[![Open In Colab](https://colab.research.google.com/assets/colab-badge.svg)](https://colab.research.google.com/github/gdsaxton/GDAN5400/blob/main/Week%2010%20Notebooks/GDAN%205400%20-%20Week%2010%20Notebooks%20%28I%29%20-%20Tasks%201-6.ipynb)

This notebook provides a mini-tutorial on the first six tasks of Coding Assignment #5.

---

### Overview of Coding Assignment 5

In the fifth assignment, we are switching to another competition on *Kaggle*, an online platform for data science and machine learning that provides datasets, competitions, collaborative notebooks, and learning resources.

In the assignment, you will complete the following tasks:

- Task 1: Join the Kaggle Competition  
- Task 2: Load the Housing Prices `Training` Dataset  
- Task 3: Identify Variables with Missing Data  
- Task 4: Fill in Missing Values for `LotFrontage`
- Task 5: Explore the Data with Histograms  
- Task 6: Generate an Automated Data Report  
- Task 7: Create a Binary Variable `2+ Car Garage` from `GarageCars`  
- Task 8: Prepare the Data for Modeling
- Task 9: Train and Evaluate at Least Three Models
- Task 10: Make Predictions on `test.csv` and Generate Submission File


These exercises will help strengthen your ability to explore, preprocess, and model real-world datasets using machine learning. You will gain hands-on experience with data cleaning, feature engineering, and predictive modeling, all while working with a classic dataset in a competitive Kaggle environment.

<br> Read in The Usual Packages and Set up Environment

In [None]:
import numpy as np
import pandas as pd

#http://pandas.pydata.org/pandas-docs/stable/options.html
pd.set_option('display.max_columns', None)  #Set PANDAS to show all columns in DataFrame
pd.set_option('max_colwidth', 500)

# Task 1: Join the Kaggle Competition  

In [None]:
kaggle_displayname = input("Enter your Kaggle Display Name: ")
print(f"Your Kaggle name is: {kaggle_displayname}")

# Task 2: Load the Housing Prices `Training` Dataset
I have uploaded the training and test datasets onto the class GitHub repository.

In [None]:
train_url = 'https://raw.githubusercontent.com/gdsaxton/GDAN5400/refs/heads/main/Housing_Prices/train.csv'
train = pd.read_csv(train_url)
print('# of rows in training dataset:', len(train), '\n')
train[:2]

# Task 3: Identify Variables with Missing Data  
- Determine which variables contain missing values in the dataset using any acceptable method

*Hints:*
- You can use the `.info()` method, `.isnull().sum()`, `.isna().sum()`, or `.describe()`

In [None]:
train.info()

In [None]:
train.isnull().sum()[train.isnull().sum() > 0]
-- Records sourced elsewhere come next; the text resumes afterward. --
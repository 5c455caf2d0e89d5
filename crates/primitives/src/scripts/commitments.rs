//! Coinbase `OP_RETURN` outputs that commit to sidechain DB data.
//!
//! Two kinds of commitment live in a block's coinbase:
//!
//! - the sidechain DB commitment: `OP_RETURN <commitment tag | scdb hash>`, stating the hash of the
//!   sidechain DB after the block's update has been applied.
//! - bundle proposals: `OP_RETURN <bundle tag | sidechain | wt^ hash>`, nominating a withdrawal
//!   bundle for the next verification period.

use bitcoin::{
    hashes::Hash,
    opcodes::all::OP_RETURN,
    script::{Builder, Instruction},
    Amount, Script, ScriptBuf, TxOut,
};
use scdb_params::types::{Tag, TAG_SIZE};
use serde::{Deserialize, Serialize};

use super::push_bytes;
use crate::{
    errors::{CommitmentError, CommitmentResult},
    hashes::{ScdbHash, WtPrimeHash},
    types::SidechainIdx,
};

const HASH_SIZE: usize = 32;

/// The size of the payload of a sidechain DB commitment.
pub const SCDB_COMMITMENT_LEN: usize = TAG_SIZE + HASH_SIZE;

/// The size of the payload of a bundle proposal.
pub const BUNDLE_PROPOSAL_LEN: usize = TAG_SIZE + 1 + HASH_SIZE;

/// A withdrawal bundle nominated in a coinbase.
#[derive(Debug, Clone, Copy, PartialEq, Eq, Hash, PartialOrd, Ord, Serialize, Deserialize)]
pub struct BundleProposal {
    /// The sidechain that the bundle withdraws from.
    pub sidechain: SidechainIdx,

    /// The proposed bundle.
    pub wt_prime: WtPrimeHash,
}

/// Builds the coinbase output script that commits to `hash`.
pub fn commitment_script(tag: &Tag, hash: &ScdbHash) -> ScriptBuf {
    let mut payload = Vec::with_capacity(SCDB_COMMITMENT_LEN);
    payload.extend_from_slice(tag.as_bytes());
    payload.extend_from_slice(hash.as_byte_array());

    op_return(&payload)
}

/// Returns the sidechain DB hash committed to by `script`, if it is a commitment.
pub fn parse_scdb_commitment(script: &Script, tag: &Tag) -> Option<ScdbHash> {
    let payload = tagged_payload(script, tag, SCDB_COMMITMENT_LEN)?;
    let hash = <[u8; HASH_SIZE]>::try_from(payload).ok()?;

    Some(ScdbHash::from_byte_array(hash))
}

/// Finds the sidechain DB commitment among a coinbase's outputs.
///
/// Repeating the same commitment is harmless. Two different commitments make the block ambiguous
/// and are rejected. `Ok(None)` means the block carries no sidechain DB update.
pub fn find_scdb_commitment<'a>(
    outputs: impl IntoIterator<Item = &'a TxOut>,
    tag: &Tag,
) -> CommitmentResult<Option<ScdbHash>> {
    let mut found: Option<ScdbHash> = None;

    for hash in outputs
        .into_iter()
        .filter_map(|txout| parse_scdb_commitment(&txout.script_pubkey, tag))
    {
        match found {
            None => found = Some(hash),
            Some(first) if first != hash => {
                return Err(CommitmentError::Conflicting {
                    first,
                    second: hash,
                });
            }
            Some(_) => {}
        }
    }

    Ok(found)
}

/// Builds the coinbase output script that proposes a withdrawal bundle.
pub fn bundle_proposal_script(tag: &Tag, proposal: &BundleProposal) -> ScriptBuf {
    let mut payload = Vec::with_capacity(BUNDLE_PROPOSAL_LEN);
    payload.extend_from_slice(tag.as_bytes());
    payload.push(proposal.sidechain);
    payload.extend_from_slice(proposal.wt_prime.as_byte_array());

    op_return(&payload)
}

/// Returns the bundle proposed by `script`, if it is a proposal.
pub fn parse_bundle_proposal(script: &Script, tag: &Tag) -> Option<BundleProposal> {
    let payload = tagged_payload(script, tag, BUNDLE_PROPOSAL_LEN)?;
    let (&sidechain, hash) = payload.split_first()?;
    let hash = <[u8; HASH_SIZE]>::try_from(hash).ok()?;

    Some(BundleProposal {
        sidechain,
        wt_prime: WtPrimeHash::from_byte_array(hash),
    })
}

/// Returns every bundle proposal among a coinbase's outputs in output order.
pub fn find_bundle_proposals<'a>(
    outputs: impl IntoIterator<Item = &'a TxOut>,
    tag: &Tag,
) -> Vec<BundleProposal> {
    outputs
        .into_iter()
        .filter_map(|txout| parse_bundle_proposal(&txout.script_pubkey, tag))
        .collect()
}

/// Builds the zero-valued coinbase outputs that commit to `commitment` and propose `proposals`.
///
/// The commitment, if any, comes first, followed by the proposals in order.
pub fn data_outputs(
    commitment_tag: &Tag,
    bundle_tag: &Tag,
    commitment: Option<&ScdbHash>,
    proposals: &[BundleProposal],
) -> Vec<TxOut> {
    commitment
        .map(|hash| commitment_script(commitment_tag, hash))
        .into_iter()
        .chain(
            proposals
                .iter()
                .map(|proposal| bundle_proposal_script(bundle_tag, proposal)),
        )
        .map(|script_pubkey| TxOut {
            value: Amount::ZERO,
            script_pubkey,
        })
        .collect()
}

fn op_return(payload: &[u8]) -> ScriptBuf {
    Builder::new()
        .push_opcode(OP_RETURN)
        .push_slice(push_bytes(payload))
        .into_script()
}

/// Returns the bytes after `tag` if `script` is exactly `OP_RETURN <tag | data>` with a push of
/// `len` bytes.
fn tagged_payload<'s>(script: &'s Script, tag: &Tag, len: usize) -> Option<&'s [u8]> {
    let mut instructions = script.instructions();

    match instructions.next()? {
        Ok(Instruction::Op(op)) if op == OP_RETURN => {}
        _ => return None,
    }

    let push = match instructions.next()? {
        Ok(Instruction::PushBytes(push)) => push.as_bytes(),
        _ => return None,
    };

    if instructions.next().is_some() || push.len() != len || !tag.is_prefix_of(push) {
        return None;
    }

    Some(&push[TAG_SIZE..])
}
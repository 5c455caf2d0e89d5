//! Proptest strategies for sidechain DB values.

use proptest::prelude::*;
use scdb_primitives::{
    hashes::WtPrimeHash,
    types::{BlockHeight, SidechainIdx},
    update::{UpdateMessage, UpdatePackage},
};

/// Generates a message for one of `sidechains` that scores one of `bundles`.
///
/// Scores range beyond the valid domain on both sides.
pub fn arb_update_message(
    sidechains: Vec<SidechainIdx>,
    bundles: Vec<WtPrimeHash>,
) -> impl Strategy<Value = UpdateMessage> {
    (
        prop::sample::select(sidechains),
        prop::sample::select(bundles),
        -50i32..500,
    )
        .prop_map(|(sidechain, wt_prime, score)| UpdateMessage::new(sidechain, wt_prime, score))
}

/// Generates a package of 1 to 8 messages at `height` drawn from a fixed pool of bundles.
pub fn arb_update_package(
    height: BlockHeight,
    sidechains: Vec<SidechainIdx>,
    bundles: Vec<WtPrimeHash>,
) -> impl Strategy<Value = UpdatePackage> {
    prop::collection::vec(arb_update_message(sidechains, bundles), 1..=8)
        .prop_map(move |updates| UpdatePackage::new(height, updates))
}
//! Default values for the sidechain DB consensus parameters.

use crate::types::TAG_SIZE;

/// Default number of blocks during which competing withdrawal bundles accumulate workscore.
pub const VERIFICATION_PERIOD: u16 = 300;

/// Default workscore that a withdrawal bundle must reach within the verification period to pass.
pub const MIN_WORKSCORE: u16 = 100;

/// Default workscore assigned to a withdrawal bundle that is proposed via a coinbase commitment.
pub const INITIAL_WORKSCORE: u16 = 0;

/// Default flag bytes that mark an output script as a sidechain deposit.
pub const DEPOSIT_FLAG: [u8; TAG_SIZE] = [0x0e, 0x0d, 0x0d, 0x0e];

/// Default tag of the coinbase output that commits to the sidechain DB hash.
pub const COMMITMENT_TAG: [u8; TAG_SIZE] = *b"SCDB";

/// Default tag of the coinbase output that proposes a new withdrawal bundle.
pub const BUNDLE_COMMIT_TAG: [u8; TAG_SIZE] = *b"WTPR";

/// Default maximum number of buffered update packages at a single height that are merged together
/// while searching for a candidate that matches a block's commitment.
pub const MAX_COMBINATION_SIZE: usize = 3;

/// Default maximum number of distinct update packages buffered for a single height.
pub const MAX_PACKAGES_PER_HEIGHT: usize = 16;

/// Default number of heights ahead of the last processed block for which update packages are
/// buffered.
pub const MAX_BUFFERED_HEIGHTS: u64 = 16;

/// Default sidechains that are registered at genesis as `(index, name)` pairs.
pub const SIDECHAINS: [(u8, &str); 3] = [(0, "test"), (1, "hivemind"), (2, "wimble")];
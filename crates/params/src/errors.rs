//! Errors for the sidechain DB parameters.

use thiserror::Error;

use crate::types::SidechainIdx;

/// Error while creating or validating a tag.
#[derive(Debug, Clone, Error)]
pub enum TagError {
    /// Tag size is invalid - must be exactly 4 bytes.
    #[error("tag size must be exactly 4 bytes, got {0} bytes")]
    InvalidSize(usize),

    /// Failed to convert byte vector to fixed-size array.
    #[error("failed to convert Vec<u8> to [u8; 4]")]
    ConversionFailed,
}

/// Error while validating the consensus parameters.
#[derive(Debug, Clone, PartialEq, Eq, Error)]
pub enum ParamsError {
    /// A sidechain was configured with an empty verification period.
    #[error("sidechain {0} has a verification period of zero blocks")]
    EmptyVerificationPeriod(SidechainIdx),

    /// The pass threshold of a sidechain is not reachable within its verification period.
    #[error("sidechain {idx} requires workscore {min_workscore} but its period is only {period}")]
    UnreachableThreshold {
        /// The index of the misconfigured sidechain.
        idx: SidechainIdx,
        /// The configured pass threshold.
        min_workscore: u16,
        /// The configured verification period.
        period: u16,
    },

    /// A sidechain was configured with a pass threshold of zero, which every bundle meets.
    #[error("sidechain {0} has a pass threshold of zero")]
    ZeroThreshold(SidechainIdx),

    /// The same sidechain index was registered twice.
    #[error("sidechain {0} is registered more than once")]
    DuplicateSidechain(SidechainIdx),

    /// The seeded workscore is above the pass threshold of some sidechain.
    #[error("initial workscore {initial} would immediately pass sidechain {idx}")]
    InitialWorkscoreTooHigh {
        /// The index of the affected sidechain.
        idx: SidechainIdx,
        /// The configured initial workscore.
        initial: u16,
    },

    /// The reconciler limits do not allow any buffered package to be tried.
    #[error("reconciler limits must be non-zero")]
    InvalidReconcilerLimits,

    /// The parameters could not be parsed.
    #[error("failed to parse params: {0}")]
    Parse(String),
}

/// The result type for parameter validation.
pub type ParamsResult<T> = Result<T, ParamsError>;
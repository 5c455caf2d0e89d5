//! Params related to the registered sidechains.
//!
//! Every sidechain carries its own verification period and pass threshold. These are looked up by
//! [`SidechainIdx`] from a [`SidechainTable`] wherever a per-sidechain decision is made.

use std::collections::{btree_map, BTreeMap};

use serde::{Deserialize, Serialize};

use crate::{
    default::{MIN_WORKSCORE, SIDECHAINS, VERIFICATION_PERIOD},
    errors::{ParamsError, ParamsResult},
    types::SidechainIdx,
};

/// The consensus parameters of a single registered sidechain.
#[derive(Debug, Clone, PartialEq, Eq, Serialize, Deserialize)]
pub struct SidechainParams {
    /// The index of the sidechain.
    pub idx: SidechainIdx,

    /// A human-readable name, only used for logging.
    pub name: String,

    /// The number of blocks during which withdrawal bundles of this sidechain accumulate
    /// workscore.
    ///
    /// This is also the upper bound of both the workscore and the countdown of a bundle.
    #[serde(default = "default_verification_period")]
    pub verification_period: u16,

    /// The workscore a bundle must reach within the verification period to pass.
    #[serde(default = "default_min_workscore")]
    pub min_workscore: u16,
}

const fn default_verification_period() -> u16 {
    VERIFICATION_PERIOD
}

const fn default_min_workscore() -> u16 {
    MIN_WORKSCORE
}

impl SidechainParams {
    /// Creates the params of a sidechain with the default period and threshold.
    pub fn new(idx: SidechainIdx, name: impl Into<String>) -> Self {
        Self {
            idx,
            name: name.into(),
            verification_period: VERIFICATION_PERIOD,
            min_workscore: MIN_WORKSCORE,
        }
    }

    /// Overrides the verification period and the pass threshold.
    ///
    /// Useful for a builder pattern with dotchaining.
    pub const fn with_period(mut self, verification_period: u16, min_workscore: u16) -> Self {
        self.verification_period = verification_period;
        self.min_workscore = min_workscore;
        self
    }

    /// Checks that the threshold is reachable within the period.
    pub fn validate(&self) -> ParamsResult<()> {
        if self.verification_period == 0 {
            return Err(ParamsError::EmptyVerificationPeriod(self.idx));
        }

        if self.min_workscore == 0 {
            return Err(ParamsError::ZeroThreshold(self.idx));
        }

        if self.min_workscore > self.verification_period {
            return Err(ParamsError::UnreachableThreshold {
                idx: self.idx,
                min_workscore: self.min_workscore,
                period: self.verification_period,
            });
        }

        Ok(())
    }

    /// Returns true if a verification period of this sidechain ends at `height`.
    ///
    /// Periods are aligned to multiples of the period length; genesis never closes a period.
    pub const fn period_elapses_at(&self, height: u64) -> bool {
        height > 0 && height % self.verification_period as u64 == 0
    }
}

/// The table of all registered sidechains, ordered by index.
///
/// Serialized as a list of [`SidechainParams`] so that it reads naturally as `[[sidechains]]`
/// entries in a TOML file. Deserialization validates every entry.
#[derive(Debug, Clone, PartialEq, Eq, Serialize, Deserialize)]
#[serde(try_from = "Vec<SidechainParams>", into = "Vec<SidechainParams>")]
pub struct SidechainTable(BTreeMap<SidechainIdx, SidechainParams>);

impl SidechainTable {
    /// Builds a validated table from a list of sidechain params.
    pub fn new(sidechains: impl IntoIterator<Item = SidechainParams>) -> ParamsResult<Self> {
        let mut table = BTreeMap::new();

        for sidechain in sidechains {
            sidechain.validate()?;

            let idx = sidechain.idx;
            if table.insert(idx, sidechain).is_some() {
                return Err(ParamsError::DuplicateSidechain(idx));
            }
        }

        Ok(Self(table))
    }

    /// Returns the params of the sidechain at `idx`, if it is registered.
    pub fn get(&self, idx: SidechainIdx) -> Option<&SidechainParams> {
        self.0.get(&idx)
    }

    /// Returns true if a sidechain is registered at `idx`.
    pub fn contains(&self, idx: SidechainIdx) -> bool {
        self.0.contains_key(&idx)
    }

    /// Iterates over the registered sidechains in ascending index order.
    pub fn iter(&self) -> btree_map::Values<'_, SidechainIdx, SidechainParams> {
        self.0.values()
    }

    /// Returns the number of registered sidechains.
    pub fn len(&self) -> usize {
        self.0.len()
    }

    /// Returns true if no sidechain is registered.
    pub fn is_empty(&self) -> bool {
        self.0.is_empty()
    }
}

impl Default for SidechainTable {
    fn default() -> Self {
        Self(
            SIDECHAINS
                .iter()
                .map(|(idx, name)| (*idx, SidechainParams::new(*idx, *name)))
                .collect(),
        )
    }
}

impl TryFrom<Vec<SidechainParams>> for SidechainTable {
    type Error = ParamsError;

    fn try_from(sidechains: Vec<SidechainParams>) -> Result<Self, Self::Error> {
        Self::new(sidechains)
    }
}

impl From<SidechainTable> for Vec<SidechainParams> {
    fn from(table: SidechainTable) -> Self {
        table.0.into_values().collect()
    }
}

#[cfg(test)]
mod tests {
    use super::*;

    #[test]
    fn default_table_is_valid() {
        let table = SidechainTable::default();
        assert_eq!(table.len(), 3);
        assert!(table.iter().all(|sc| sc.validate().is_ok()));

        let indices: Vec<_> = table.iter().map(|sc| sc.idx).collect();
        assert_eq!(indices, vec![0, 1, 2]);
    }

    #[test]
    fn rejects_duplicates_and_bad_thresholds() {
        let dup = SidechainTable::new([
            SidechainParams::new(4, "a"),
            SidechainParams::new(4, "b"),
        ]);
        assert_eq!(dup, Err(ParamsError::DuplicateSidechain(4)));

        let unreachable = SidechainTable::new([SidechainParams::new(1, "x").with_period(10, 11)]);
        assert_eq!(
            unreachable,
            Err(ParamsError::UnreachableThreshold {
                idx: 1,
                min_workscore: 11,
                period: 10
            })
        );

        let empty = SidechainTable::new([SidechainParams::new(2, "y").with_period(0, 0)]);
        assert_eq!(empty, Err(ParamsError::EmptyVerificationPeriod(2)));

        let zero = SidechainTable::new([SidechainParams::new(3, "z").with_period(10, 0)]);
        assert_eq!(zero, Err(ParamsError::ZeroThreshold(3)));
    }

    #[test]
    fn period_boundaries() {
        let sc = SidechainParams::new(0, "test").with_period(10, 5);
        assert!(!sc.period_elapses_at(0));
        assert!(!sc.period_elapses_at(9));
        assert!(sc.period_elapses_at(10));
        assert!(!sc.period_elapses_at(11));
        assert!(sc.period_elapses_at(300));
    }
}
# Task 4: Fill in Missing Values for `LotFrontage`
- The `LotFrontage` column contains missing values that must be filled before modeling.  
- Use the **median** value to replace missing values, as it is less affected by outliers.  
- After filling in the missing values, verify that `LotFrontage` no longer has any missing entries.  

In [None]:
print("Missing values in LotFrontage column:", train["LotFrontage"].isnull().sum())

In [None]:
train['LotFrontage'] = train['LotFrontage'].fillna(train["LotFrontage"].median())
print("Missing values in LotFrontage column:", train["LotFrontage"].isnull().sum())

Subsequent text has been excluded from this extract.